● **Information given**:

====

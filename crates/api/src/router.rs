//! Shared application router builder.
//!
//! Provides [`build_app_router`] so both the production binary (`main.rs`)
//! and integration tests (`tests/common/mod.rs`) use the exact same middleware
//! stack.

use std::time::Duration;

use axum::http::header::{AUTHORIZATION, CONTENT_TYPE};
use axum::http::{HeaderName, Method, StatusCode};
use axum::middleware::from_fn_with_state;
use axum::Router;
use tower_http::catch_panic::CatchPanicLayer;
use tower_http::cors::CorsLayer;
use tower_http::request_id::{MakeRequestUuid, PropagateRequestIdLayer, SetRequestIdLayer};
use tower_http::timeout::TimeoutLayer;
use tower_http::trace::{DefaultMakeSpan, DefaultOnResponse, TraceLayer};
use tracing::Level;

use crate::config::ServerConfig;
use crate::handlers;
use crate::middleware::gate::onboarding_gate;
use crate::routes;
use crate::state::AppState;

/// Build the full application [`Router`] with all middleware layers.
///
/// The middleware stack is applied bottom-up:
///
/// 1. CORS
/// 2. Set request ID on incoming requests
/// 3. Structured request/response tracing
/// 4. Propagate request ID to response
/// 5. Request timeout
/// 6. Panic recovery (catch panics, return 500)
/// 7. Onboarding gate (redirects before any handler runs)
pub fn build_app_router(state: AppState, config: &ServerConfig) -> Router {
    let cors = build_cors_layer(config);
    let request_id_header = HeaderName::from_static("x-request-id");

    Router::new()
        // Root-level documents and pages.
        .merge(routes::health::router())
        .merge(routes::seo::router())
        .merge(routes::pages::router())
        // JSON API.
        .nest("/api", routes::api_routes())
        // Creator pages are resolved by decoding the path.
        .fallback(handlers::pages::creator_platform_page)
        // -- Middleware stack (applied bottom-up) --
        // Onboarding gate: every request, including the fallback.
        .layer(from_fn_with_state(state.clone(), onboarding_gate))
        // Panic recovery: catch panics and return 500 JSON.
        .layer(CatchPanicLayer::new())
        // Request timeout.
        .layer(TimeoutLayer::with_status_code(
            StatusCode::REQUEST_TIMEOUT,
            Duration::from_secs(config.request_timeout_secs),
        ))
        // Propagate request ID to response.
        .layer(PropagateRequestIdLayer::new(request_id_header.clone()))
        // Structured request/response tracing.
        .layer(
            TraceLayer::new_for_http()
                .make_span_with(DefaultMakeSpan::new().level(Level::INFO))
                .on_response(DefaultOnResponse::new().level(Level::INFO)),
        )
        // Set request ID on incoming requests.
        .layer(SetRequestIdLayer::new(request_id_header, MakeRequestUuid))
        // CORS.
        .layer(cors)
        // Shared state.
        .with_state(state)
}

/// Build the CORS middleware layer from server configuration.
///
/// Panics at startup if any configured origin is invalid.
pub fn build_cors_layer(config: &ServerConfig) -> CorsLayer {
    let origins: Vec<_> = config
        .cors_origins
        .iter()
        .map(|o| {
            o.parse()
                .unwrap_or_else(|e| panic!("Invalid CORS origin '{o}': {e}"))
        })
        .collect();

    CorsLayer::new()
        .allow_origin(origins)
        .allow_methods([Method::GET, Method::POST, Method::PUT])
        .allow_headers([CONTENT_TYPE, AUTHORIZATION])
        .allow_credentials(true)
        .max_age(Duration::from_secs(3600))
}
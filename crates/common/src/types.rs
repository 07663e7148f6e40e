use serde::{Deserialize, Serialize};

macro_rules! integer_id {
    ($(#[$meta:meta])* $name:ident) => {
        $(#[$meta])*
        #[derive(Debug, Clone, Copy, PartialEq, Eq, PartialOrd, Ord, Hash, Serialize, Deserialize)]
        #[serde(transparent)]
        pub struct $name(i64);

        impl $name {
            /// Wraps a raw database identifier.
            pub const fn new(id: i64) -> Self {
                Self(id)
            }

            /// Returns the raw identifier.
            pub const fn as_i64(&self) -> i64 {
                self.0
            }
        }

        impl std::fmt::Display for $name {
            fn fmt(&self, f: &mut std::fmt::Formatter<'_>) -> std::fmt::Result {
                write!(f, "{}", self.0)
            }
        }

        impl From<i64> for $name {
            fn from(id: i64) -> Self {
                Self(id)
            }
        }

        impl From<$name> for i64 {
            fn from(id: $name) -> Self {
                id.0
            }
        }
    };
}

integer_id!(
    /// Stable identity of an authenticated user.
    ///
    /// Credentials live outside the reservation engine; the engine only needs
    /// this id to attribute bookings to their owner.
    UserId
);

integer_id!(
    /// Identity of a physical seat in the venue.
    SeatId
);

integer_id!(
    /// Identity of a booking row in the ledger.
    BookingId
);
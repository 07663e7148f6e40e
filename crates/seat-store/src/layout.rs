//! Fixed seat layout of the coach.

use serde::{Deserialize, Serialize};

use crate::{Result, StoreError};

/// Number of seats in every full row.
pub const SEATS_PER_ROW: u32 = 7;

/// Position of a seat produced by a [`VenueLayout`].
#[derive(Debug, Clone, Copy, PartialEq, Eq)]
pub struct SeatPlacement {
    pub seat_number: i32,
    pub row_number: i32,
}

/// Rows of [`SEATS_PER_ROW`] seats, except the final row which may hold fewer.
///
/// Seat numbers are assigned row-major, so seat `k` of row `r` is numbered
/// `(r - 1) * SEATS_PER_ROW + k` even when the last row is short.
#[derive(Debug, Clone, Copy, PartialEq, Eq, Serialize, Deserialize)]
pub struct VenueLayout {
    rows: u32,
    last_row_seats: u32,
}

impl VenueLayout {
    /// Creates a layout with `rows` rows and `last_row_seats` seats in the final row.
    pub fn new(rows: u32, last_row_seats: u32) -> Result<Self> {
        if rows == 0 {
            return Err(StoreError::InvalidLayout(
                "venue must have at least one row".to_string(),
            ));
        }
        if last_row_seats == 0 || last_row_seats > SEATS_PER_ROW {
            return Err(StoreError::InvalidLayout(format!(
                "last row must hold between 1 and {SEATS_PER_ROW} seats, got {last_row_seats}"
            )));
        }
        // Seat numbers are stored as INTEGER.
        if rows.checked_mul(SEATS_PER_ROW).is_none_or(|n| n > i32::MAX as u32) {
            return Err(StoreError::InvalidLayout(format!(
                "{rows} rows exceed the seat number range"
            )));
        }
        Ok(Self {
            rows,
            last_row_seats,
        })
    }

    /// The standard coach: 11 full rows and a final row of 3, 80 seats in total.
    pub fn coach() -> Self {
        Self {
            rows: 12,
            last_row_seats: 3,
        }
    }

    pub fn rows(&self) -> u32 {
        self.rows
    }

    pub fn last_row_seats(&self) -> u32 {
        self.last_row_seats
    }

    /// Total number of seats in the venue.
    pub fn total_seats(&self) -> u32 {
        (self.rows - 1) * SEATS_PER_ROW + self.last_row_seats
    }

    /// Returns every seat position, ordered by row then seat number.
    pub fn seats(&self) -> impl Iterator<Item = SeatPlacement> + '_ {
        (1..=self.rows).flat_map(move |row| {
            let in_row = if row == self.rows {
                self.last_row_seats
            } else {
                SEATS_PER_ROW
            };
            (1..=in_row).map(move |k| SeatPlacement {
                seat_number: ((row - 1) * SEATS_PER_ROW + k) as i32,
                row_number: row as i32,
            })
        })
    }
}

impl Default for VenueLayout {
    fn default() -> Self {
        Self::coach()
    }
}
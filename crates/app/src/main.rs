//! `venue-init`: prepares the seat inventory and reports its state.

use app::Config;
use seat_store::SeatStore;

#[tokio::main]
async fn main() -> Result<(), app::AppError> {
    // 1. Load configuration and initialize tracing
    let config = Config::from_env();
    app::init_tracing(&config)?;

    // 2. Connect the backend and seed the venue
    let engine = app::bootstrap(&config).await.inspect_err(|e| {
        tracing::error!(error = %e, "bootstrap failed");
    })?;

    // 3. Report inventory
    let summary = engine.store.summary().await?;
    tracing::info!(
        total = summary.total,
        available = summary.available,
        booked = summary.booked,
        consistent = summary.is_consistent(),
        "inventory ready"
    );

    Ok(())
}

====

Beginning at the line with "let engine = app::bootstrap(&config).await.inspect_err(|e|", write out each line exactly as it stands until the listing ends, and add nothing.

● **Solved exercise**:
    let engine = app::bootstrap(&config).await.inspect_err(|e| {
        tracing::error!(error = %e, "bootstrap failed");
    })?;

    // 3. Report inventory
    let summary = engine.store.summary().await?;
    tracing::info!(
        total = summary.total,
        available = summary.available,
        booked = summary.booked,
        consistent = summary.is_consistent(),
        "inventory ready"
    );

    Ok(())
}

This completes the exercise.